**Your task:**
Beginning with the first entry, print all the records exactly.
:::::
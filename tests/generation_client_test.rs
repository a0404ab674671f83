use cardwise::domain::model::{CreationSource, GenerationRequest, ReviewStatus};
use cardwise::domain::ports::CardGenerator;
use cardwise::{CardError, CommunicationFailure, GenerationClient, GenerationConfig, WireFormat};
use httpmock::prelude::*;
use serde_json::json;
use std::time::{Duration, Instant};
use tokio_util::sync::CancellationToken;

fn direct_client(server: &MockServer) -> GenerationClient {
    let mut config = GenerationConfig::new(server.url("/v1/generate"), "flashcard-model");
    config.api_key = Some("test-key".to_string());
    config.wire_format = WireFormat::Direct;
    GenerationClient::new(config).unwrap()
}

fn request(count: u32) -> GenerationRequest {
    GenerationRequest::new("The borrow checker enforces aliasing rules.", count)
}

#[tokio::test]
async fn test_five_valid_two_malformed() {
    let server = MockServer::start();
    let body = json!([
        {"front": "What does the borrow checker enforce?", "back": "Aliasing XOR mutability", "tags": ["rust"]},
        {"front": "What is a lifetime?", "back": "The scope a reference is valid for"},
        {"front": "What is a move?", "back": "Transfer of ownership", "categories": ["ownership"]},
        {"front": "What is Copy?", "back": "A marker trait for bitwise-copyable types"},
        {"front": "What is Drop?", "back": "Destructor trait"},
        {"front": "Missing back"},
        {"front": "", "back": "Empty front"}
    ]);

    let api_mock = server.mock(|when, then| {
        when.method(POST)
            .path("/v1/generate")
            .header("authorization", "Bearer test-key")
            .json_body_partial(r#"{"model": "flashcard-model", "maxItems": 7}"#);
        then.status(200)
            .header("Content-Type", "application/json")
            .json_body(body);
    });

    let batch = direct_client(&server)
        .generate(&request(7), &CancellationToken::new())
        .await
        .unwrap();

    api_mock.assert();
    assert_eq!(batch.candidates.len(), 5);
    assert_eq!(batch.dropped_count, 2);
    assert!(batch
        .candidates
        .iter()
        .all(|c| c.creation_source == CreationSource::Ai && c.review_status == ReviewStatus::New));
    assert!(batch.candidates[0].tags.contains("rust"));
}

#[tokio::test]
async fn test_zero_valid_items_is_validation_error() {
    let server = MockServer::start();
    server.mock(|when, then| {
        when.method(POST).path("/v1/generate");
        then.status(200)
            .header("Content-Type", "application/json")
            .json_body(json!([{"front": 1, "back": 2}, {"question": "q", "answer": "a"}]));
    });

    let result = direct_client(&server)
        .generate(&request(5), &CancellationToken::new())
        .await;

    assert!(matches!(result, Err(CardError::ValidationError { .. })));
}

#[tokio::test]
async fn test_unauthorized_is_authentication_error() {
    let server = MockServer::start();
    let api_mock = server.mock(|when, then| {
        when.method(POST).path("/v1/generate");
        then.status(401)
            .header("Content-Type", "application/json")
            .json_body(json!({"error": "invalid api key"}));
    });

    let result = direct_client(&server)
        .generate(&request(5), &CancellationToken::new())
        .await;

    api_mock.assert();
    match result {
        Err(CardError::AuthenticationError { message }) => assert!(message.contains("401")),
        other => panic!("expected authentication error, got {:?}", other),
    }
}

#[tokio::test]
async fn test_server_error_carries_status() {
    let server = MockServer::start();
    server.mock(|when, then| {
        when.method(POST).path("/v1/generate");
        then.status(503).body("overloaded");
    });

    let result = direct_client(&server)
        .generate(&request(5), &CancellationToken::new())
        .await;

    assert!(matches!(
        result,
        Err(CardError::CommunicationError {
            failure: CommunicationFailure::Status(503)
        })
    ));
}

#[tokio::test]
async fn test_non_json_content_type_rejected() {
    let server = MockServer::start();
    server.mock(|when, then| {
        when.method(POST).path("/v1/generate");
        then.status(200)
            .header("Content-Type", "text/html")
            .body(r#"[{"front": "Q", "back": "A"}]"#);
    });

    let result = direct_client(&server)
        .generate(&request(5), &CancellationToken::new())
        .await;

    assert!(matches!(result, Err(CardError::ValidationError { .. })));
}

#[tokio::test]
async fn test_unparsable_body_rejected() {
    let server = MockServer::start();
    server.mock(|when, then| {
        when.method(POST).path("/v1/generate");
        then.status(200)
            .header("Content-Type", "application/json")
            .body("[{\"front\": \"Q\", ");
    });

    let result = direct_client(&server)
        .generate(&request(5), &CancellationToken::new())
        .await;

    assert!(matches!(result, Err(CardError::ValidationError { .. })));
}

#[tokio::test]
async fn test_deadline_elapses_as_timeout() {
    let server = MockServer::start();
    server.mock(|when, then| {
        when.method(POST).path("/v1/generate");
        then.status(200)
            .header("Content-Type", "application/json")
            .json_body(json!([{"front": "Q", "back": "A"}]))
            .delay(Duration::from_secs(3));
    });

    let client = direct_client(&server);
    let started = Instant::now();
    let result = CardGenerator::generate(
        &client,
        &request(1),
        Instant::now() + Duration::from_millis(200),
        &CancellationToken::new(),
    )
    .await;

    assert!(matches!(
        result,
        Err(CardError::CommunicationError {
            failure: CommunicationFailure::Timeout
        })
    ));
    assert!(started.elapsed() < Duration::from_secs(2));
}

#[tokio::test]
async fn test_cancellation_aborts_in_flight_request() {
    let server = MockServer::start();
    server.mock(|when, then| {
        when.method(POST).path("/v1/generate");
        then.status(200)
            .header("Content-Type", "application/json")
            .json_body(json!([{"front": "Q", "back": "A"}]))
            .delay(Duration::from_secs(5));
    });

    let client = direct_client(&server);
    let cancel = CancellationToken::new();
    let trigger = cancel.clone();
    tokio::spawn(async move {
        tokio::time::sleep(Duration::from_millis(100)).await;
        trigger.cancel();
    });

    let started = Instant::now();
    let result = client.generate(&request(1), &cancel).await;

    assert!(matches!(result, Err(CardError::Cancelled)));
    assert!(started.elapsed() < Duration::from_secs(2));
}

#[tokio::test]
async fn test_connection_refused_is_network_failure() {
    // nothing listens on the discard port
    let mut config = GenerationConfig::new("http://127.0.0.1:9/v1/generate", "flashcard-model");
    config.api_key = Some("test-key".to_string());
    config.wire_format = WireFormat::Direct;
    let client = GenerationClient::new(config).unwrap();

    let result = client
        .generate(&request(1), &CancellationToken::new())
        .await;

    match result {
        Err(error @ CardError::CommunicationError { .. }) => assert!(error.is_transient()),
        other => panic!("expected communication error, got {:?}", other),
    }
}

#[tokio::test]
async fn test_chat_completions_format() {
    let server = MockServer::start();
    let content = json!({
        "flashcards": [
            {"front": "What is Send?", "back": "Safe to move across threads", "tags": ["concurrency"]},
            {"front": "What is Sync?", "back": "Safe to share references across threads"}
        ]
    })
    .to_string();

    let api_mock = server.mock(|when, then| {
        when.method(POST)
            .path("/v1/chat/completions")
            .header("authorization", "Bearer test-key")
            .body_contains("\"role\":\"system\"")
            .body_contains("Source text:");
        then.status(200)
            .header("Content-Type", "application/json; charset=utf-8")
            .json_body(json!({
                "id": "gen-1",
                "choices": [{
                    "index": 0,
                    "finish_reason": "stop",
                    "message": {"role": "assistant", "content": content}
                }]
            }));
    });

    let mut config = GenerationConfig::new(server.url("/v1/chat/completions"), "openai/gpt-4o-mini");
    config.api_key = Some("test-key".to_string());
    let client = GenerationClient::new(config).unwrap();

    let batch = client
        .generate(&request(2), &CancellationToken::new())
        .await
        .unwrap();

    api_mock.assert();
    assert_eq!(batch.candidates.len(), 2);
    assert_eq!(batch.dropped_count, 0);
    assert_eq!(batch.candidates[0].front, "What is Send?");
}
:::::
**Output of the task:**
filename tests/generation_client_test.rs
repository a0404ab674671f83
use cardwise::domain::model::{CreationSource, GenerationRequest, ReviewStatus};
use cardwise::domain::ports::CardGenerator;
use cardwise::{CardError, CommunicationFailure, GenerationClient, GenerationConfig, WireFormat};
use httpmock::prelude::*;
use serde_json::json;
use std::time::{Duration, Instant};
use tokio_util::sync::CancellationToken;

fn direct_client(server: &MockServer) -> GenerationClient {
    let mut config = GenerationConfig::new(server.url("/v1/generate"), "flashcard-model");
    config.api_key = Some("test-key".to_string());
    config.wire_format = WireFormat::Direct;
    GenerationClient::new(config).unwrap()
}

fn request(count: u32) -> GenerationRequest {
    GenerationRequest::new("The borrow checker enforces aliasing rules.", count)
}

#[tokio::test]
async fn test_five_valid_two_malformed() {
    let server = MockServer::start();
    let body = json!([
        {"front": "What does the borrow checker enforce?", "back": "Aliasing XOR mutability", "tags": ["rust"]},
        {"front": "What is a lifetime?", "back": "The scope a reference is valid for"},
        {"front": "What is a move?", "back": "Transfer of ownership", "categories": ["ownership"]},
        {"front": "What is Copy?", "back": "A marker trait for bitwise-copyable types"},
        {"front": "What is Drop?", "back": "Destructor trait"},
        {"front": "Missing back"},
        {"front": "", "back": "Empty front"}
    ]);

    let api_mock = server.mock(|when, then| {
        when.method(POST)
            .path("/v1/generate")
            .header("authorization", "Bearer test-key")
            .json_body_partial(r#"{"model": "flashcard-model", "maxItems": 7}"#);
        then.status(200)
            .header("Content-Type", "application/json")
            .json_body(body);
    });

    let batch = direct_client(&server)
        .generate(&request(7), &CancellationToken::new())
        .await
        .unwrap();

    api_mock.assert();
    assert_eq!(batch.candidates.len(), 5);
    assert_eq!(batch.dropped_count, 2);
    assert!(batch
        .candidates
        .iter()
        .all(|c| c.creation_source == CreationSource::Ai && c.review_status == ReviewStatus::New));
    assert!(batch.candidates[0].tags.contains("rust"));
}

#[tokio::test]
async fn test_zero_valid_items_is_validation_error() {
    let server = MockServer::start();
    server.mock(|when, then| {
        when.method(POST).path("/v1/generate");
        then.status(200)
            .header("Content-Type", "application/json")
            .json_body(json!([{"front": 1, "back": 2}, {"question": "q", "answer": "a"}]));
    });

    let result = direct_client(&server)
        .generate(&request(5), &CancellationToken::new())
        .await;

    assert!(matches!(result, Err(CardError::ValidationError { .. })));
}

#[tokio::test]
async fn test_unauthorized_is_authentication_error() {
    let server = MockServer::start();
    let api_mock = server.mock(|when, then| {
        when.method(POST).path("/v1/generate");
        then.status(401)
            .header("Content-Type", "application/json")
            .json_body(json!({"error": "invalid api key"}));
    });

    let result = direct_client(&server)
        .generate(&request(5), &CancellationToken::new())
        .await;

    api_mock.assert();
    match result {
        Err(CardError::AuthenticationError { message }) => assert!(message.contains("401")),
        other => panic!("expected authentication error, got {:?}", other),
    }
}

#[tokio::test]
async fn test_server_error_carries_status() {
    let server = MockServer::start();
    server.mock(|when, then| {
        when.method(POST).path("/v1/generate");
        then.status(503).body("overloaded");
    });

    let result = direct_client(&server)
        .generate(&request(5), &CancellationToken::new())
        .await;

    assert!(matches!(
        result,
        Err(CardError::CommunicationError {
            failure: CommunicationFailure::Status(503)
        })
    ));
}

#[tokio::test]
async fn test_non_json_content_type_rejected() {
    let server = MockServer::start();
    server.mock(|when, then| {
        when.method(POST).path("/v1/generate");
        then.status(200)
            .header("Content-Type", "text/html")
            .body(r#"[{"front": "Q", "back": "A"}]"#);
    });

    let result = direct_client(&server)
        .generate(&request(5), &CancellationToken::new())
        .await;

    assert!(matches!(result, Err(CardError::ValidationError { .. })));
}

#[tokio::test]
async fn test_unparsable_body_rejected() {
    let server = MockServer::start();
    server.mock(|when, then| {
        when.method(POST).path("/v1/generate");
        then.status(200)
            .header("Content-Type", "application/json")
            .body("[{\"front\": \"Q\", ");
    });

    let result = direct_client(&server)
        .generate(&request(5), &CancellationToken::new())
        .await;

    assert!(matches!(result, Err(CardError::ValidationError { .. })));
}

#[tokio::test]
async fn test_deadline_elapses_as_timeout() {
    let server = MockServer::start();
    server.mock(|when, then| {
        when.method(POST).path("/v1/generate");
        then.status(200)
            .header("Content-Type", "application/json")
            .json_body(json!([{"front": "Q", "back": "A"}]))
            .delay(Duration::from_secs(3));
    });

    let client = direct_client(&server);
    let started = Instant::now();
    let result = CardGenerator::generate(
        &client,
        &request(1),
        Instant::now() + Duration::from_millis(200),
        &CancellationToken::new(),
    )
    .await;

    assert!(matches!(
        result,
        Err(CardError::CommunicationError {
            failure: CommunicationFailure::Timeout
        })
    ));
    assert!(started.elapsed() < Duration::from_secs(2));
}

#[tokio::test]
async fn test_cancellation_aborts_in_flight_request() {
    let server = MockServer::start();
    server.mock(|when, then| {
        when.method(POST).path("/v1/generate");
        then.status(200)
            .header("Content-Type", "application/json")
            .json_body(json!([{"front": "Q", "back": "A"}]))
            .delay(Duration::from_secs(5));
    });

    let client = direct_client(&server);
    let cancel = CancellationToken::new();
    let trigger = cancel.clone();
    tokio::spawn(async move {
        tokio::time::sleep(Duration::from_millis(100)).await;
        trigger.cancel();
    });

    let started = Instant::now();
    let result = client.generate(&request(1), &cancel).await;

    assert!(matches!(result, Err(CardError::Cancelled)));
    assert!(started.elapsed() < Duration::from_secs(2));
}

#[tokio::test]
async fn test_connection_refused_is_network_failure() {
    // nothing listens on the discard port
    let mut config = GenerationConfig::new("http://127.0.0.1:9/v1/generate", "flashcard-model");
    config.api_key = Some("test-key".to_string());
    config.wire_format = WireFormat::Direct;
    let client = GenerationClient::new(config).unwrap();

    let result = client
        .generate(&request(1), &CancellationToken::new())
        .await;

    match result {
        Err(error @ CardError::CommunicationError { .. }) => assert!(error.is_transient()),
        other => panic!("expected communication error, got {:?}", other),
    }
}

#[tokio::test]
async fn test_chat_completions_format() {
    let server = MockServer::start();
    let content = json!({
        "flashcards": [
            {"front": "What is Send?", "back": "Safe to move across threads", "tags": ["concurrency"]},
            {"front": "What is Sync?", "back": "Safe to share references across threads"}
        ]
    })
    .to_string();

    let api_mock = server.mock(|when, then| {
        when.method(POST)
            .path("/v1/chat/completions")
            .header("authorization", "Bearer test-key")
            .body_contains("\"role\":\"system\"")
            .body_contains("Source text:");
        then.status(200)
            .header("Content-Type", "application/json; charset=utf-8")
            .json_body(json!({
                "id": "gen-1",
                "choices": [{
                    "index": 0,
                    "finish_reason": "stop",
                    "message": {"role": "assistant", "content": content}
                }]
            }));
    });

    let mut config = GenerationConfig::new(server.url("/v1/chat/completions"), "openai/gpt-4o-mini");
    config.api_key = Some("test-key".to_string());
    let client = GenerationClient::new(config).unwrap();

    let batch = client
        .generate(&request(2), &CancellationToken::new())
        .await
        .unwrap();

    api_mock.assert();
    assert_eq!(batch.candidates.len(), 2);
    assert_eq!(batch.dropped_count, 0);
    assert_eq!(batch.candidates[0].front, "What is Send?");
}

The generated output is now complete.